## AVAILABLE DATA
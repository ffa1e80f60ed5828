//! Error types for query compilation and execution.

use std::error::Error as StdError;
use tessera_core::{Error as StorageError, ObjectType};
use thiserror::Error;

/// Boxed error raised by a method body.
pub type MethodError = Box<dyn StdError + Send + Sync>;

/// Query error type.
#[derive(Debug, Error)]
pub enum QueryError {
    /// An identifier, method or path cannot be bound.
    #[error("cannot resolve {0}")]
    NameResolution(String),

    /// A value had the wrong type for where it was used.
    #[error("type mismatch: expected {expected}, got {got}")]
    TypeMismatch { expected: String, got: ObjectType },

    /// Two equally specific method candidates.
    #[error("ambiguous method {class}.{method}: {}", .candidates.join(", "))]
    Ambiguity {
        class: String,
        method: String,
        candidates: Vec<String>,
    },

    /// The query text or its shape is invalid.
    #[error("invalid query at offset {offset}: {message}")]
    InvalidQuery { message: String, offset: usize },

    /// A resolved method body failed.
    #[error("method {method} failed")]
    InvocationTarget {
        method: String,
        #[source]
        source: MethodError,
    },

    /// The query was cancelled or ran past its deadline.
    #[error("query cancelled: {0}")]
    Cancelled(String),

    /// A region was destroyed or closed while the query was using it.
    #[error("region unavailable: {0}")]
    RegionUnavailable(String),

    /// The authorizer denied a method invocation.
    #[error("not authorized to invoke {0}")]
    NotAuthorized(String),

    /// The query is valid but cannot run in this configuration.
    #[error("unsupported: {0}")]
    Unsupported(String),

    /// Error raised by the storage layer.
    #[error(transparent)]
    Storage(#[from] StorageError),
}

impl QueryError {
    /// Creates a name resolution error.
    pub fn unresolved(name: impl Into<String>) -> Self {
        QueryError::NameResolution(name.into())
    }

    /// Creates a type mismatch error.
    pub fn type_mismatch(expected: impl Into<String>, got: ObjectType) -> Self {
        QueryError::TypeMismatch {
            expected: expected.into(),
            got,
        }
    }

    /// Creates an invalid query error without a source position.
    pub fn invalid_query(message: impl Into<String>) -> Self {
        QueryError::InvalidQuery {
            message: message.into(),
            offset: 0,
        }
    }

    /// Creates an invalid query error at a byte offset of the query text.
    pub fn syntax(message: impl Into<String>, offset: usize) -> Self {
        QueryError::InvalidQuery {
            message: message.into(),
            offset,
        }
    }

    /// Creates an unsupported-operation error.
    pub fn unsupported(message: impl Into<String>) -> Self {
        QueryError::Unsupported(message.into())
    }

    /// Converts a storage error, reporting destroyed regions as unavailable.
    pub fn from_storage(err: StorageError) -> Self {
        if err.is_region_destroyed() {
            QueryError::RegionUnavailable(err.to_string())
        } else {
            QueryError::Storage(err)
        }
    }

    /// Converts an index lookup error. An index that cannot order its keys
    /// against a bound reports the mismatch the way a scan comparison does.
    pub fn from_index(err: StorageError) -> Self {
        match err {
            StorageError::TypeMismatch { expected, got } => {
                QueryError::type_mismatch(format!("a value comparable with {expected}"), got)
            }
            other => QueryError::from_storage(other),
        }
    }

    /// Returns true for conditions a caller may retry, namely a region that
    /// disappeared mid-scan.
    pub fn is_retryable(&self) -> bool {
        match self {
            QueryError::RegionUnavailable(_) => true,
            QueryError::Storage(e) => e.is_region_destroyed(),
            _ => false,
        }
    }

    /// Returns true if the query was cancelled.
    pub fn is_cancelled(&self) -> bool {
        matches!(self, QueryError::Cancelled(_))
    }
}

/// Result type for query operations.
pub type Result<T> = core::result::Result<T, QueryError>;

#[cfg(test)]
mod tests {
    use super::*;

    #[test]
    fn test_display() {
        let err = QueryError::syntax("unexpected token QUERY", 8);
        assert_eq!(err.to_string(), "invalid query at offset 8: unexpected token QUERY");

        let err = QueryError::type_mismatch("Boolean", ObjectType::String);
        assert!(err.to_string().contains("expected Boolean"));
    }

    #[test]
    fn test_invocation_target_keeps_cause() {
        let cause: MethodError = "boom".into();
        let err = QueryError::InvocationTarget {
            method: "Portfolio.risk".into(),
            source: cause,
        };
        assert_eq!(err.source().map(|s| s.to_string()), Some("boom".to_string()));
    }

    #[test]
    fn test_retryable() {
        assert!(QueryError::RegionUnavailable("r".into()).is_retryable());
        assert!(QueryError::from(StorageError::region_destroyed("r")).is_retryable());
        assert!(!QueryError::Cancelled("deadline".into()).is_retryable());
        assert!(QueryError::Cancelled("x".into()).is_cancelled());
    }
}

## TASK STATEMENT
Repeat all the material above, matching every character.

## WRITTEN RESPONSE
repository ffa1e80f60ed5828
//! Error types for query compilation and execution.

use std::error::Error as StdError;
use tessera_core::{Error as StorageError, ObjectType};
use thiserror::Error;

/// Boxed error raised by a method body.
pub type MethodError = Box<dyn StdError + Send + Sync>;

/// Query error type.
#[derive(Debug, Error)]
pub enum QueryError {
    /// An identifier, method or path cannot be bound.
    #[error("cannot resolve {0}")]
    NameResolution(String),

    /// A value had the wrong type for where it was used.
    #[error("type mismatch: expected {expected}, got {got}")]
    TypeMismatch { expected: String, got: ObjectType },

    /// Two equally specific method candidates.
    #[error("ambiguous method {class}.{method}: {}", .candidates.join(", "))]
    Ambiguity {
        class: String,
        method: String,
        candidates: Vec<String>,
    },

    /// The query text or its shape is invalid.
    #[error("invalid query at offset {offset}: {message}")]
    InvalidQuery { message: String, offset: usize },

    /// A resolved method body failed.
    #[error("method {method} failed")]
    InvocationTarget {
        method: String,
        #[source]
        source: MethodError,
    },

    /// The query was cancelled or ran past its deadline.
    #[error("query cancelled: {0}")]
    Cancelled(String),

    /// A region was destroyed or closed while the query was using it.
    #[error("region unavailable: {0}")]
    RegionUnavailable(String),

    /// The authorizer denied a method invocation.
    #[error("not authorized to invoke {0}")]
    NotAuthorized(String),

    /// The query is valid but cannot run in this configuration.
    #[error("unsupported: {0}")]
    Unsupported(String),

    /// Error raised by the storage layer.
    #[error(transparent)]
    Storage(#[from] StorageError),
}

impl QueryError {
    /// Creates a name resolution error.
    pub fn unresolved(name: impl Into<String>) -> Self {
        QueryError::NameResolution(name.into())
    }

    /// Creates a type mismatch error.
    pub fn type_mismatch(expected: impl Into<String>, got: ObjectType) -> Self {
        QueryError::TypeMismatch {
            expected: expected.into(),
            got,
        }
    }

    /// Creates an invalid query error without a source position.
    pub fn invalid_query(message: impl Into<String>) -> Self {
        QueryError::InvalidQuery {
            message: message.into(),
            offset: 0,
        }
    }

    /// Creates an invalid query error at a byte offset of the query text.
    pub fn syntax(message: impl Into<String>, offset: usize) -> Self {
        QueryError::InvalidQuery {
            message: message.into(),
            offset,
        }
    }

    /// Creates an unsupported-operation error.
    pub fn unsupported(message: impl Into<String>) -> Self {
        QueryError::Unsupported(message.into())
    }

    /// Converts a storage error, reporting destroyed regions as unavailable.
    pub fn from_storage(err: StorageError) -> Self {
        if err.is_region_destroyed() {
            QueryError::RegionUnavailable(err.to_string())
        } else {
            QueryError::Storage(err)
        }
    }

    /// Converts an index lookup error. An index that cannot order its keys
    /// against a bound reports the mismatch the way a scan comparison does.
    pub fn from_index(err: StorageError) -> Self {
        match err {
            StorageError::TypeMismatch { expected, got } => {
                QueryError::type_mismatch(format!("a value comparable with {expected}"), got)
            }
            other => QueryError::from_storage(other),
        }
    }

    /// Returns true for conditions a caller may retry, namely a region that
    /// disappeared mid-scan.
    pub fn is_retryable(&self) -> bool {
        match self {
            QueryError::RegionUnavailable(_) => true,
            QueryError::Storage(e) => e.is_region_destroyed(),
            _ => false,
        }
    }

    /// Returns true if the query was cancelled.
    pub fn is_cancelled(&self) -> bool {
        matches!(self, QueryError::Cancelled(_))
    }
}

/// Result type for query operations.
pub type Result<T> = core::result::Result<T, QueryError>;

#[cfg(test)]
mod tests {
    use super::*;

    #[test]
    fn test_display() {
        let err = QueryError::syntax("unexpected token QUERY", 8);
        assert_eq!(err.to_string(), "invalid query at offset 8: unexpected token QUERY");

        let err = QueryError::type_mismatch("Boolean", ObjectType::String);
        assert!(err.to_string().contains("expected Boolean"));
    }

    #[test]
    fn test_invocation_target_keeps_cause() {
        let cause: MethodError = "boom".into();
        let err = QueryError::InvocationTarget {
            method: "Portfolio.risk".into(),
            source: cause,
        };
        assert_eq!(err.source().map(|s| s.to_string()), Some("boom".to_string()));
    }

    #[test]
    fn test_retryable() {
        assert!(QueryError::RegionUnavailable("r".into()).is_retryable());
        assert!(QueryError::from(StorageError::region_destroyed("r")).is_retryable());
        assert!(!QueryError::Cancelled("deadline".into()).is_retryable());
        assert!(QueryError::Cancelled("x".into()).is_cancelled());
    }
}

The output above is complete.